Start of Block
use std::collections::BTreeMap;

use serde::{Deserialize, Serialize};
use validator::{Validate, ValidationErrors};

const BLANK: &str = "can't be blank";
const CONFIRMATION_MISMATCH: &str = "doesn't match Password";

/// Account fields submitted when accepting an invitation.
///
/// Every field is optional at the wire level so that missing values are
/// reported as field errors instead of a rejected body. Unknown fields are
/// rejected.
#[derive(Debug, Clone, Default, Deserialize, Validate)]
#[serde(deny_unknown_fields)]
pub struct AcceptInvitationForm {
    /// Tolerated for clients that echo the path token; the path wins.
    #[serde(default)]
    pub token: Option<String>,
    #[serde(default)]
    #[validate(
        required(message = "can't be blank"),
        length(min = 3, max = 40, message = "must be between 3 and 40 characters")
    )]
    pub username: Option<String>,
    #[serde(default)]
    #[validate(
        required(message = "can't be blank"),
        length(max = 100, message = "is too long")
    )]
    pub first_name: Option<String>,
    #[serde(default)]
    #[validate(
        required(message = "can't be blank"),
        length(max = 100, message = "is too long")
    )]
    pub last_name: Option<String>,
    #[serde(default)]
    #[validate(
        required(message = "can't be blank"),
        length(min = 8, max = 72, message = "must be between 8 and 72 characters")
    )]
    pub password: Option<String>,
    #[serde(default)]
    #[validate(required(message = "can't be blank"))]
    pub password_confirmation: Option<String>,
}

impl AcceptInvitationForm {
    /// Trims name fields and turns blank values into absent ones.
    ///
    /// Passwords keep their inner whitespace and are only cleared when blank.
    pub fn normalized(self) -> Self {
        Self {
            token: self.token,
            username: trimmed(self.username),
            first_name: trimmed(self.first_name),
            last_name: trimmed(self.last_name),
            password: non_blank(self.password),
            password_confirmation: non_blank(self.password_confirmation),
        }
    }

    /// Normalizes and validates the form, returning field-keyed errors.
    pub fn check(self) -> Result<ValidAccount, FieldErrors> {
        let form = self.normalized();
        let mut errors = match form.validate() {
            Ok(()) => FieldErrors::default(),
            Err(err) => FieldErrors::from(err),
        };
        if form.password_confirmation.is_some() && form.password_confirmation != form.password {
            errors.add("password_confirmation", CONFIRMATION_MISMATCH);
        }
        if !errors.is_empty() {
            return Err(errors);
        }

        match (form.username, form.first_name, form.last_name, form.password) {
            (Some(username), Some(first_name), Some(last_name), Some(password)) => {
                Ok(ValidAccount {
                    username,
                    first_name,
                    last_name,
                    password,
                })
            }
            (username, first_name, last_name, password) => {
                let mut errors = FieldErrors::default();
                for (field, missing) in [
                    ("username", username.is_none()),
                    ("first_name", first_name.is_none()),
                    ("last_name", last_name.is_none()),
                    ("password", password.is_none()),
                ] {
                    if missing {
                        errors.add(field, BLANK);
                    }
                }
                Err(errors)
            }
        }
    }
}

/// Account fields that passed form validation.
#[derive(Debug, Clone, PartialEq, Eq)]
pub struct ValidAccount {
    pub username: String,
    pub first_name: String,
    pub last_name: String,
    pub password: String,
}

fn trimmed(value: Option<String>) -> Option<String> {
    value
        .map(|raw| raw.trim().to_string())
        .filter(|raw| !raw.is_empty())
}

fn non_blank(value: Option<String>) -> Option<String> {
    value.filter(|raw| !raw.trim().is_empty())
}

/// Validation messages keyed by field name, serialized as `{field: [message]}`.
#[derive(Debug, Clone, Default, PartialEq, Eq, Serialize)]
#[serde(transparent)]
pub struct FieldErrors(BTreeMap<String, Vec<String>>);

impl FieldErrors {
    pub fn single(field: &str, message: impl Into<String>) -> Self {
        let mut errors = Self::default();
        errors.add(field, message);
        errors
    }

    pub fn add(&mut self, field: &str, message: impl Into<String>) {
        self.0
            .entry(field.to_string())
            .or_default()
            .push(message.into());
    }

    pub fn is_empty(&self) -> bool {
        self.0.is_empty()
    }

    pub fn contains(&self, field: &str) -> bool {
        self.0.contains_key(field)
    }

    pub fn messages(&self, field: &str) -> &[String] {
        self.0.get(field).map(Vec::as_slice).unwrap_or_default()
    }
}

impl From<ValidationErrors> for FieldErrors {
    fn from(value: ValidationErrors) -> Self {
        let mut errors = Self::default();
        for (field, failures) in value.field_errors() {
            for failure in failures.iter() {
                let message = failure
                    .message
                    .as_ref()
                    .map(|message| message.to_string())
                    .unwrap_or_else(|| failure.code.to_string());
                errors.add(&field.to_string(), message);
            }
        }
        errors
    }
}

#[cfg(test)]
mod tests {
    use super::*;
    use serde_json::json;

    fn form() -> AcceptInvitationForm {
        AcceptInvitationForm {
            token: None,
            username: Some("ada".into()),
            first_name: Some("Ada".into()),
            last_name: Some("Lovelace".into()),
            password: Some("correct horse".into()),
            password_confirmation: Some("correct horse".into()),
        }
    }

    #[test]
    fn accepts_complete_form() {
        let account = form().check().expect("valid form");
        assert_eq!(account.username, "ada");
        assert_eq!(account.password, "correct horse");
    }

    #[test]
    fn trims_names_before_validation() {
        let mut input = form();
        input.username = Some("  ada  ".into());
        let account = input.check().expect("valid form");
        assert_eq!(account.username, "ada");
    }

    #[test]
    fn mismatched_confirmation_is_keyed_on_confirmation() {
        let mut input = form();
        input.password_confirmation = Some("something else".into());

        let errors = input.check().expect_err("mismatch");
        assert!(errors.contains("password_confirmation"));
        assert!(!errors.contains("password"));
        assert_eq!(
            errors.messages("password_confirmation"),
            [CONFIRMATION_MISMATCH.to_string()]
        );
    }

    #[test]
    fn blank_fields_are_reported_as_blank() {
        let input = AcceptInvitationForm {
            first_name: Some("   ".into()),
            ..AcceptInvitationForm::default()
        };

        let errors = input.check().expect_err("blank form");
        for field in ["username", "first_name", "last_name", "password"] {
            assert_eq!(errors.messages(field), [BLANK.to_string()], "{field}");
        }
    }

    #[test]
    fn short_password_is_rejected() {
        let mut input = form();
        input.password = Some("short".into());
        input.password_confirmation = Some("short".into());

        let errors = input.check().expect_err("short password");
        assert!(errors.contains("password"));
    }

    #[test]
    fn rejects_unknown_fields() {
        let parsed = serde_json::from_value::<AcceptInvitationForm>(json!({
            "username": "ada",
            "admin": true
        }));
        assert!(parsed.is_err());
    }

    #[test]
    fn serializes_as_field_map() {
        let mut errors = FieldErrors::single("username", "has already been taken");
        errors.add("username", "is too short");
        assert_eq!(
            serde_json::to_value(&errors).unwrap(),
            json!({ "username": ["has already been taken", "is too short"] })
        );
    }
}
End of Block
§ PROBLEM DESCRIPTION:
Your answer must be one number: how many lines of the entries hold the string "single".

§ ANSWER BOX:
2